::: SOURCE DATA :::

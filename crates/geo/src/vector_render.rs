//! # Vector Feature Rendering
//!
//! Converts projected OSM features into Bevy 3D meshes.
//! - Building footprint → extruded prism (earcut caps, flat-shaded walls)
//! - Street polyline → line strip + one sphere marker per vertex
//!
//! Footprints arrive in sketch-plane coordinates `(u, v)` from the building
//! projection. Standing the extrusion upright maps them to world `(u, 0, -v)`.
//!
//! ## Table of Contents
//! 1. GeometryBuilder — Feature → geometry dispatch
//! 2. BuildingMesh — Extruded footprint
//! 3. StreetFeature — Polyline + markers
//! 4. Mesh helpers

use bevy::asset::RenderAssetUsages;
use bevy::mesh::{Indices, PrimitiveTopology};
use bevy::prelude::*;
use rand::Rng;

use crate::collision::CollisionVolume;

/// Building colors (sRGB): white, light grey, beige, light brown, blue grey
pub const BUILDING_PALETTE: [[u8; 3]; 5] = [
    [0xf5, 0xf5, 0xf5],
    [0xe0, 0xe0, 0xe0],
    [0xd7, 0xcc, 0xc8],
    [0xbc, 0xaa, 0xa4],
    [0x90, 0xa4, 0xae],
];

/// Street line color (sRGB)
pub const STREET_LINE_COLOR: [u8; 3] = [0x44, 0x44, 0x44];

/// Street marker color (sRGB)
pub const STREET_MARKER_COLOR: [u8; 3] = [0x7c, 0xb3, 0x42];

/// Street marker emissive tint (sRGB)
pub const STREET_MARKER_EMISSIVE: [u8; 3] = [0x55, 0x8b, 0x2f];

// ============================================================================
// 1. GeometryBuilder — Feature → geometry dispatch
// ============================================================================

/// Produces building and street geometry at a given world scale
#[derive(Debug, Clone, Copy)]
pub struct GeometryBuilder {
    pub world_scale: f32,
}

impl GeometryBuilder {
    pub fn new(world_scale: f32) -> Self {
        Self { world_scale }
    }

    /// Lower bound of the building height range (inclusive)
    pub fn min_building_height(&self) -> f32 {
        self.world_scale
    }

    /// Upper bound of the building height range (exclusive)
    pub fn max_building_height(&self) -> f32 {
        4.0 * self.world_scale
    }

    /// Fixed top of every collision volume, independent of building height
    pub fn collision_height(&self) -> f32 {
        10.0 * self.world_scale
    }

    /// Street marker sphere radius, also its center height
    pub fn marker_radius(&self) -> f32 {
        0.15 * self.world_scale
    }

    /// Extrude a footprint given in sketch-plane coordinates.
    ///
    /// Returns `None` for fewer than 3 vertices.
    pub fn build_building(&self, footprint: &[Vec2], rng: &mut impl Rng) -> Option<BuildingMesh> {
        if footprint.len() < 3 {
            return None;
        }

        let world: Vec<Vec3> = footprint.iter().map(|p| Vec3::new(p.x, 0.0, -p.y)).collect();
        let collision = CollisionVolume::from_footprint(&world, self.collision_height())?;
        let height = rng.gen_range(self.min_building_height()..self.max_building_height());
        let [r, g, b] = BUILDING_PALETTE[rng.gen_range(0..BUILDING_PALETTE.len())];

        Some(BuildingMesh {
            footprint: world,
            height,
            color: Color::srgb_u8(r, g, b),
            collision,
        })
    }

    /// Street polyline on the ground plane through `vertices` (street mapping).
    ///
    /// Returns `None` for an empty vertex list.
    pub fn build_street(&self, vertices: &[Vec2]) -> Option<StreetFeature> {
        if vertices.is_empty() {
            return None;
        }

        let marker_y = self.marker_radius();
        Some(StreetFeature {
            vertices: vertices.iter().map(|p| Vec3::new(p.x, 0.0, p.y)).collect(),
            markers: vertices.iter().map(|p| Vec3::new(p.x, marker_y, p.y)).collect(),
        })
    }

    /// Shared sphere mesh for every street marker
    pub fn marker_mesh(&self) -> Mesh {
        Mesh::from(bevy::math::primitives::Sphere::new(self.marker_radius()))
    }
}

// ============================================================================
// 2. BuildingMesh — Extruded footprint
// ============================================================================

/// An extruded building with its collision volume
#[derive(Debug, Clone)]
pub struct BuildingMesh {
    /// Ground ring in world space (y = 0), path order
    pub footprint: Vec<Vec3>,
    /// Extrusion height
    pub height: f32,
    /// Palette color
    pub color: Color,
    /// Bounding box of the footprint, y ∈ [0, 10 × world scale]
    pub collision: CollisionVolume,
}

impl BuildingMesh {
    /// Triangle-list prism: earcut caps and one flat quad per wall edge
    pub fn to_mesh(&self) -> Mesh {
        let ring = open_ring(&self.footprint);
        let up = Vec3::Y * self.height;

        let mut positions: Vec<[f32; 3]> = Vec::new();
        let mut normals: Vec<[f32; 3]> = Vec::new();

        let flat: Vec<f64> = ring
            .iter()
            .flat_map(|p| [p.x as f64, p.z as f64])
            .collect();
        let caps = match earcutr::earcut(&flat, &[], 2) {
            Ok(indices) => indices,
            Err(e) => {
                tracing::debug!("Footprint cap triangulation failed: {:?}", e);
                Vec::new()
            }
        };

        for tri in caps.chunks_exact(3) {
            let (a, b, c) = (ring[tri[0]], ring[tri[1]], ring[tri[2]]);
            push_triangle(&mut positions, &mut normals, [a + up, b + up, c + up], Vec3::Y);
            push_triangle(&mut positions, &mut normals, [a, b, c], Vec3::NEG_Y);
        }

        let winding = signed_area_xz(&ring).signum();
        for i in 0..ring.len() {
            let p = ring[i];
            let q = ring[(i + 1) % ring.len()];
            let edge = q - p;
            if edge.length_squared() <= f32::EPSILON {
                continue;
            }
            let outward = Vec3::new(edge.z, 0.0, -edge.x).normalize() * winding;
            push_triangle(&mut positions, &mut normals, [p, q, q + up], outward);
            push_triangle(&mut positions, &mut normals, [p, q + up, p + up], outward);
        }

        let indices: Vec<u32> = (0..positions.len() as u32).collect();
        let mut mesh = Mesh::new(PrimitiveTopology::TriangleList, RenderAssetUsages::default());
        mesh.insert_attribute(Mesh::ATTRIBUTE_POSITION, positions);
        mesh.insert_attribute(Mesh::ATTRIBUTE_NORMAL, normals);
        mesh.insert_indices(Indices::U32(indices));
        mesh
    }
}

// ============================================================================
// 3. StreetFeature — Polyline + markers
// ============================================================================

/// A street polyline on the ground plane with one marker per vertex
#[derive(Debug, Clone)]
pub struct StreetFeature {
    /// Polyline vertices (y = 0)
    pub vertices: Vec<Vec3>,
    /// Marker sphere centers
    pub markers: Vec<Vec3>,
}

impl StreetFeature {
    /// Line strip through every vertex
    pub fn to_line_mesh(&self) -> Mesh {
        let positions: Vec<[f32; 3]> = self.vertices.iter().map(|v| v.to_array()).collect();
        let normals: Vec<[f32; 3]> = vec![[0.0, 1.0, 0.0]; positions.len()];

        let mut mesh = Mesh::new(PrimitiveTopology::LineStrip, RenderAssetUsages::default());
        mesh.insert_attribute(Mesh::ATTRIBUTE_POSITION, positions);
        mesh.insert_attribute(Mesh::ATTRIBUTE_NORMAL, normals);
        mesh
    }
}

// ============================================================================
// 4. Mesh helpers
// ============================================================================

/// Drop a trailing vertex that repeats the first (closed OSM ways)
fn open_ring(points: &[Vec3]) -> Vec<Vec3> {
    let mut ring = points.to_vec();
    if ring.len() > 1 && ring.first() == ring.last() {
        ring.pop();
    }
    ring
}

/// Twice the signed area of the ring on XZ
fn signed_area_xz(ring: &[Vec3]) -> f32 {
    (0..ring.len())
        .map(|i| {
            let p = ring[i];
            let q = ring[(i + 1) % ring.len()];
            p.x * q.z - q.x * p.z
        })
        .sum()
}

/// Push one flat-shaded triangle, wound so its face normal agrees with `normal`
fn push_triangle(
    positions: &mut Vec<[f32; 3]>,
    normals: &mut Vec<[f32; 3]>,
    [a, b, c]: [Vec3; 3],
    normal: Vec3,
) {
    let (b, c) = if (b - a).cross(c - a).dot(normal) < 0.0 { (c, b) } else { (b, c) };
    for v in [a, b, c] {
        positions.push(v.to_array());
        normals.push(normal.to_array());
    }
}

:::

**PROBLEM DETAILS**
Each line in the entries above, starting at the line with "pub fn to_line_mesh(&self)" and ending at the line with "positions: &mut Vec<[f32;", is to be printed exactly, and only those lines.

**RESULT OF THIS TASK**
    pub fn to_line_mesh(&self) -> Mesh {
        let positions: Vec<[f32; 3]> = self.vertices.iter().map(|v| v.to_array()).collect();
        let normals: Vec<[f32; 3]> = vec![[0.0, 1.0, 0.0]; positions.len()];

        let mut mesh = Mesh::new(PrimitiveTopology::LineStrip, RenderAssetUsages::default());
        mesh.insert_attribute(Mesh::ATTRIBUTE_POSITION, positions);
        mesh.insert_attribute(Mesh::ATTRIBUTE_NORMAL, normals);
        mesh
    }
}

// ============================================================================
// 4. Mesh helpers
// ============================================================================

/// Drop a trailing vertex that repeats the first (closed OSM ways)
fn open_ring(points: &[Vec3]) -> Vec<Vec3> {
    let mut ring = points.to_vec();
    if ring.len() > 1 && ring.first() == ring.last() {
        ring.pop();
    }
    ring
}

/// Twice the signed area of the ring on XZ
fn signed_area_xz(ring: &[Vec3]) -> f32 {
    (0..ring.len())
        .map(|i| {
            let p = ring[i];
            let q = ring[(i + 1) % ring.len()];
            p.x * q.z - q.x * p.z
        })
        .sum()
}

/// Push one flat-shaded triangle, wound so its face normal agrees with `normal`
fn push_triangle(
    positions: &mut Vec<[f32; 3]>,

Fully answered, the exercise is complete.